-- Task goal --
The answer must consist of every line in the data that contains "given".

+++ Entries shown +++

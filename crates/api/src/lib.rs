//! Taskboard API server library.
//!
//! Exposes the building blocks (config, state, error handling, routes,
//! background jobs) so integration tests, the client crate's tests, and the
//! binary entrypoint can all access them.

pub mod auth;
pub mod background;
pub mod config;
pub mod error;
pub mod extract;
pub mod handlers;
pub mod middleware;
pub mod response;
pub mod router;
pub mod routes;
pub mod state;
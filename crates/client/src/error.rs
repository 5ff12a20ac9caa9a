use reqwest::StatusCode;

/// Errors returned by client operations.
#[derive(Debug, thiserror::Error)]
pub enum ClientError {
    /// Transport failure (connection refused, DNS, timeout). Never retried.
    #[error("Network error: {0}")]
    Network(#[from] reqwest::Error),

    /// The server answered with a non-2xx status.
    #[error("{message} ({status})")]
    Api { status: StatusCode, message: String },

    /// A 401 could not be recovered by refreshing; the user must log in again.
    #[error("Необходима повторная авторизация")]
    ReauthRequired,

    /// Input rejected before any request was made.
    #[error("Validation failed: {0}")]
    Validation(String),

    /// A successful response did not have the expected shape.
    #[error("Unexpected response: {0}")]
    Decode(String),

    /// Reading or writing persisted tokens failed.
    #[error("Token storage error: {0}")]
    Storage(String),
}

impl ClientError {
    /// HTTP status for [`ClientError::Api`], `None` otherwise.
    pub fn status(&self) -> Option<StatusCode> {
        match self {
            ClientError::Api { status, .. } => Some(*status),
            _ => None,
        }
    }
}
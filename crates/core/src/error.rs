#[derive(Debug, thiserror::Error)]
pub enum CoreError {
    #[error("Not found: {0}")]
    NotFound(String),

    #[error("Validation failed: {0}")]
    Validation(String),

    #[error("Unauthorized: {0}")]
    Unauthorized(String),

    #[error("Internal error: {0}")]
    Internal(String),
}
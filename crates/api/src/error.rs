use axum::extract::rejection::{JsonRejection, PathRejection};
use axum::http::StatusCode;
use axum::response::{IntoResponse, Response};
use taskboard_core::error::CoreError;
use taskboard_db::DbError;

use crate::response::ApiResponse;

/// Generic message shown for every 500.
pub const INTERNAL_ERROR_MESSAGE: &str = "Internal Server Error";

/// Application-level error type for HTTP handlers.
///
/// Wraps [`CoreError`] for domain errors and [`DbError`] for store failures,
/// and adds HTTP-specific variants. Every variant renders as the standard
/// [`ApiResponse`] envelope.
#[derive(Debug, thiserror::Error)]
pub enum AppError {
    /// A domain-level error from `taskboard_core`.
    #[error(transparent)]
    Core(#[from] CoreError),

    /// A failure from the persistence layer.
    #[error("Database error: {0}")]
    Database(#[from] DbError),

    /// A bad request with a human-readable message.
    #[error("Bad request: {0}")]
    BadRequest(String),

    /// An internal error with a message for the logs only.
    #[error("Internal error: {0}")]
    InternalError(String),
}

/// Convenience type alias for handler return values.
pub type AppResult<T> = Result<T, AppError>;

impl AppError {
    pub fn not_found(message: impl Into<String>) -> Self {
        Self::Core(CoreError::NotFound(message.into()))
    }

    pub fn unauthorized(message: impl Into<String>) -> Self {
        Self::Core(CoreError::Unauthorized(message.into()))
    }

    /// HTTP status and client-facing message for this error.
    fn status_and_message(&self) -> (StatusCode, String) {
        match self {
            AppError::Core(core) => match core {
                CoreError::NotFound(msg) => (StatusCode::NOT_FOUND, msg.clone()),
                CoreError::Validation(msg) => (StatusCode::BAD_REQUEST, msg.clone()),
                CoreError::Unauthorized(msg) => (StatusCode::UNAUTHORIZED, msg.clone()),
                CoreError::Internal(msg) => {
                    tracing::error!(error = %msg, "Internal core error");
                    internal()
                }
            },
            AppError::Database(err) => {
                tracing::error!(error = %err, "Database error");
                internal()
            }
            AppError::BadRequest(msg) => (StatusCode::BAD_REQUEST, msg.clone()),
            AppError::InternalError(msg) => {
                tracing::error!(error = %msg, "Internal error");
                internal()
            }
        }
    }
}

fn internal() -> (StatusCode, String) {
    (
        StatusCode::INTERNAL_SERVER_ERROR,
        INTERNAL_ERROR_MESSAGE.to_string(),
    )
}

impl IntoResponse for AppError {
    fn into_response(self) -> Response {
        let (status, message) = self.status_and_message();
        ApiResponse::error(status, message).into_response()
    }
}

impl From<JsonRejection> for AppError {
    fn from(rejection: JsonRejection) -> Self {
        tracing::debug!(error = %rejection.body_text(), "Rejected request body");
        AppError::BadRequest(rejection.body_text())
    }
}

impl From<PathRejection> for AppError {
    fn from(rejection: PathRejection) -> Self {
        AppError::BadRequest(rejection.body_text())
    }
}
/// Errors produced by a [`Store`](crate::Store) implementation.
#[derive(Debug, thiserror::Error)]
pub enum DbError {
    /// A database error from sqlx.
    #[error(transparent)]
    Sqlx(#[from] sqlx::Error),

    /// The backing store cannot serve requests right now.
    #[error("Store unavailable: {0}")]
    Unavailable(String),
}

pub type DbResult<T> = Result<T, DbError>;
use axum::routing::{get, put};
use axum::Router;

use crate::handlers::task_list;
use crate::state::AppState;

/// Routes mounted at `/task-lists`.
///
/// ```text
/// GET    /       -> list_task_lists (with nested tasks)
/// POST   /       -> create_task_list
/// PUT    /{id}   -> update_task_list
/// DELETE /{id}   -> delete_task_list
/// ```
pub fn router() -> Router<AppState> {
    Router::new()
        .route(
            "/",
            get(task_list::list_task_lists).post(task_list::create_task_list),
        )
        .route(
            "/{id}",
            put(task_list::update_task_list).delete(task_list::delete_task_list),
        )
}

+++
+++ Entries shown +++

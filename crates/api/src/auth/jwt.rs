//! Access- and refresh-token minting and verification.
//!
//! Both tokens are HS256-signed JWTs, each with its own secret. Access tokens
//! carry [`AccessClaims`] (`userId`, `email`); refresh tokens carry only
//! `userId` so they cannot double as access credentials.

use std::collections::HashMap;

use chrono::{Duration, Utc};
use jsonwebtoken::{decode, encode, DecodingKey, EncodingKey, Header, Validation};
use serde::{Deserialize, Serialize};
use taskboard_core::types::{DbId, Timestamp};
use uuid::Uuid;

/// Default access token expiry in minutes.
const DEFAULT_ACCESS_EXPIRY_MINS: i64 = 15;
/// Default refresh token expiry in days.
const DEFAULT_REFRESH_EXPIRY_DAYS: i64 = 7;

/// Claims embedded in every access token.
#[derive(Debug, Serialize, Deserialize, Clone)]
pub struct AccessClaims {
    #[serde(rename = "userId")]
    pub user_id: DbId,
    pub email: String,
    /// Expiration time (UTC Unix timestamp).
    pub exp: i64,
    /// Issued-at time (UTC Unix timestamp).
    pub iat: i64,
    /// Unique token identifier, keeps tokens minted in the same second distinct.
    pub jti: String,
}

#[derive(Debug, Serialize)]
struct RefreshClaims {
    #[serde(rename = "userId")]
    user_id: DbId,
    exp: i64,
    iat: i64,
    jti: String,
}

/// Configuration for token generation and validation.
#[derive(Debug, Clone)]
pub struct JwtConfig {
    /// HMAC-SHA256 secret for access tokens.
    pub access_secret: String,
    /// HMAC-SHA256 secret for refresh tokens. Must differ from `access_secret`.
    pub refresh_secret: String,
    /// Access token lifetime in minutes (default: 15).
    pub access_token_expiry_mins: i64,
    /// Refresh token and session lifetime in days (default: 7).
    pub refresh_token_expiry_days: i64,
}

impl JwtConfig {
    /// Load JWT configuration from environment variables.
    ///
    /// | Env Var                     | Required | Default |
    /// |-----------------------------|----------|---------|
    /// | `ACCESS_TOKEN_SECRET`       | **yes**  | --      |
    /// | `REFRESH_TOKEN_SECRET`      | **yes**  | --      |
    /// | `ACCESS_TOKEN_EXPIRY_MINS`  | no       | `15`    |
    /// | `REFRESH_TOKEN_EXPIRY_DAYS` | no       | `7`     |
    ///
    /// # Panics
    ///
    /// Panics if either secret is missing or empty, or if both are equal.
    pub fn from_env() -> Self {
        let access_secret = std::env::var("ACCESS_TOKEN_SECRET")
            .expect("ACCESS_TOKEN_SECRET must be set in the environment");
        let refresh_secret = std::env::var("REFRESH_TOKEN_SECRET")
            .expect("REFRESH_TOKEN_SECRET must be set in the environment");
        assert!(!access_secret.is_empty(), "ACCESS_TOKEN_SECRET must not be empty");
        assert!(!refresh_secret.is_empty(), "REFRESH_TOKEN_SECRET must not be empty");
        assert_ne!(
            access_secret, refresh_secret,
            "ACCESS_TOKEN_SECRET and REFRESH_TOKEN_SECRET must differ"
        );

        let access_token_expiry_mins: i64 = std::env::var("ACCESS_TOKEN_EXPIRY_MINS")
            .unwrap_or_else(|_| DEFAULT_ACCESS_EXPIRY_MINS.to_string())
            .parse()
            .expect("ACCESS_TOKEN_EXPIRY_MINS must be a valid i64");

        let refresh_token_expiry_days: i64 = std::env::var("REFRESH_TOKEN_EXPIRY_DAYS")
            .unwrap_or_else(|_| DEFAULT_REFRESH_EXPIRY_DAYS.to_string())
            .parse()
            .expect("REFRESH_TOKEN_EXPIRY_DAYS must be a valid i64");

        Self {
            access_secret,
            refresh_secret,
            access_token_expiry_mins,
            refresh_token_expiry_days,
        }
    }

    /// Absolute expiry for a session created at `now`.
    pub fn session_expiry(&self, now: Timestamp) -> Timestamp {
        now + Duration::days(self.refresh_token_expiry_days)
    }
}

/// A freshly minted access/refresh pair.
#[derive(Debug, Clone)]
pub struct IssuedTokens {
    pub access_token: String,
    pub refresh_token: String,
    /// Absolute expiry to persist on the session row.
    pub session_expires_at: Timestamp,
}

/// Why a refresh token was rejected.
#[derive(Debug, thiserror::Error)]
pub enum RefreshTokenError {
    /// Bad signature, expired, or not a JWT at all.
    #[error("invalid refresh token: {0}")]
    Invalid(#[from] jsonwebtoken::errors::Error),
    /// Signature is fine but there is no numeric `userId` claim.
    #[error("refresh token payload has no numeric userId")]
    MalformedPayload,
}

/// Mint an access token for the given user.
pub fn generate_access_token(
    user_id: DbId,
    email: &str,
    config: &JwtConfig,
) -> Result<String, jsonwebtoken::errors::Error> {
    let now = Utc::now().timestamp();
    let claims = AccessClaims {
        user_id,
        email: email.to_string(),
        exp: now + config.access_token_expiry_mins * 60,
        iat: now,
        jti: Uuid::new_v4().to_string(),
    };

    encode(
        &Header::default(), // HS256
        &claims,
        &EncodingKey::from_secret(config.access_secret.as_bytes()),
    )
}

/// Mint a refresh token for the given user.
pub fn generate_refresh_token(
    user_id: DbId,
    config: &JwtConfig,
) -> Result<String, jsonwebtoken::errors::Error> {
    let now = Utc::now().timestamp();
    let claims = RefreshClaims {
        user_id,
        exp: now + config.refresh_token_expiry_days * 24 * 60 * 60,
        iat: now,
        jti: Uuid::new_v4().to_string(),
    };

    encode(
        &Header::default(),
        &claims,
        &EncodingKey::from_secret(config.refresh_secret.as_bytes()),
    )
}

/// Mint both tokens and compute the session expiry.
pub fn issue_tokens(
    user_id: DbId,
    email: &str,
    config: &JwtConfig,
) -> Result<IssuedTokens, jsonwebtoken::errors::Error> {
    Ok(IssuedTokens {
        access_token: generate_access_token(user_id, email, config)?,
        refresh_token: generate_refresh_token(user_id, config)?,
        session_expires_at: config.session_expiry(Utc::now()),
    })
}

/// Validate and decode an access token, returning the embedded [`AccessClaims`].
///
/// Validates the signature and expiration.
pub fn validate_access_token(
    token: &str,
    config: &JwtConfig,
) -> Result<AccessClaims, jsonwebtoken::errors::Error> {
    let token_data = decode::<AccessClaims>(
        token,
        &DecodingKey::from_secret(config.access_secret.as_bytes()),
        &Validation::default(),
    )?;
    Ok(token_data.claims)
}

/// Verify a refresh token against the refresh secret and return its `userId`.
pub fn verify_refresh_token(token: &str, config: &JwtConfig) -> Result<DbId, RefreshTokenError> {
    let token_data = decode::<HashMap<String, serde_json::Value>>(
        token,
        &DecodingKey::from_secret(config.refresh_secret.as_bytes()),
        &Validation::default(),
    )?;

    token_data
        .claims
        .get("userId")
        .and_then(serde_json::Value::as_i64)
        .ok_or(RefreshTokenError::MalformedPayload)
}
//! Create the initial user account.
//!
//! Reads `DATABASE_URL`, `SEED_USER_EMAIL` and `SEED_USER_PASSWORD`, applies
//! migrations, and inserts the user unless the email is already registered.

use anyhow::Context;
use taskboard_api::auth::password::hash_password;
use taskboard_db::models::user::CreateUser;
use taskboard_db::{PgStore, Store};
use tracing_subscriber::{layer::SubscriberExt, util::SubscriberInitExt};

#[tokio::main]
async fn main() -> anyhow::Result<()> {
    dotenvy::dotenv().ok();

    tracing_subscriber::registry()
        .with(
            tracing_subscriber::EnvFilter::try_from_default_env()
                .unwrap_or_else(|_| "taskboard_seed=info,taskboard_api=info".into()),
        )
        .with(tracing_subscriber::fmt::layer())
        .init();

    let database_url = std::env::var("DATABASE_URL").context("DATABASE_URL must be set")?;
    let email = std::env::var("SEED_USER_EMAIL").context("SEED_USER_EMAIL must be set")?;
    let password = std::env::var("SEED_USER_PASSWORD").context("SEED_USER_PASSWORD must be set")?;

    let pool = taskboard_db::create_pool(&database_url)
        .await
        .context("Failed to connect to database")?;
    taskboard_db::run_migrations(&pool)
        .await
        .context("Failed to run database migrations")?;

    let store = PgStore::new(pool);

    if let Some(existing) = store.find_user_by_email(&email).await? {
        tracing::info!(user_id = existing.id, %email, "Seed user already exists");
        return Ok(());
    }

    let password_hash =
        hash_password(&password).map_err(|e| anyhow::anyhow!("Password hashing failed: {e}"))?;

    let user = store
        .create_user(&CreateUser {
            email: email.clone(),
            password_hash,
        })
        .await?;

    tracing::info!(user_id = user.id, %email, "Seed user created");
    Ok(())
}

+++
+++ Entries shown +++

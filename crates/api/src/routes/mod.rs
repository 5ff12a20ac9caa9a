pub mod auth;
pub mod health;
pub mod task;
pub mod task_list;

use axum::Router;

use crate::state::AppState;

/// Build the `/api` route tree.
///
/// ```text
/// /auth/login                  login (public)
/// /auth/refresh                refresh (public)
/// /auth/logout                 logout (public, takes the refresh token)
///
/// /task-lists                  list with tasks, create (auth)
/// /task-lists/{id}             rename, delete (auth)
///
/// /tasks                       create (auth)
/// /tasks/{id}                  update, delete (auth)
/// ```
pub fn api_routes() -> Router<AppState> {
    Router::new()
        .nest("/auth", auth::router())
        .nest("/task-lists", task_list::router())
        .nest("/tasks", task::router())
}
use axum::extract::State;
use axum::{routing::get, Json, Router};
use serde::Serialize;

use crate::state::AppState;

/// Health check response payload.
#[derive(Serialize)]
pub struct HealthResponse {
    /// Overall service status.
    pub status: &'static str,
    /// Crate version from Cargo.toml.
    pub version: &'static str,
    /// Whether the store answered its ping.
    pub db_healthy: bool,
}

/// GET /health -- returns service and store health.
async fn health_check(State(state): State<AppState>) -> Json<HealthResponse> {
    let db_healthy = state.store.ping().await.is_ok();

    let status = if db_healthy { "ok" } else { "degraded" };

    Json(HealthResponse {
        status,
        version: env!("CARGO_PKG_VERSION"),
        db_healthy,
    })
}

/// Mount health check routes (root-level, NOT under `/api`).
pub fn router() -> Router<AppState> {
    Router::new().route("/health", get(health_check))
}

+++

-- Answer section --
/// Mint an access token for the given user.
/// Mint a refresh token for the given user.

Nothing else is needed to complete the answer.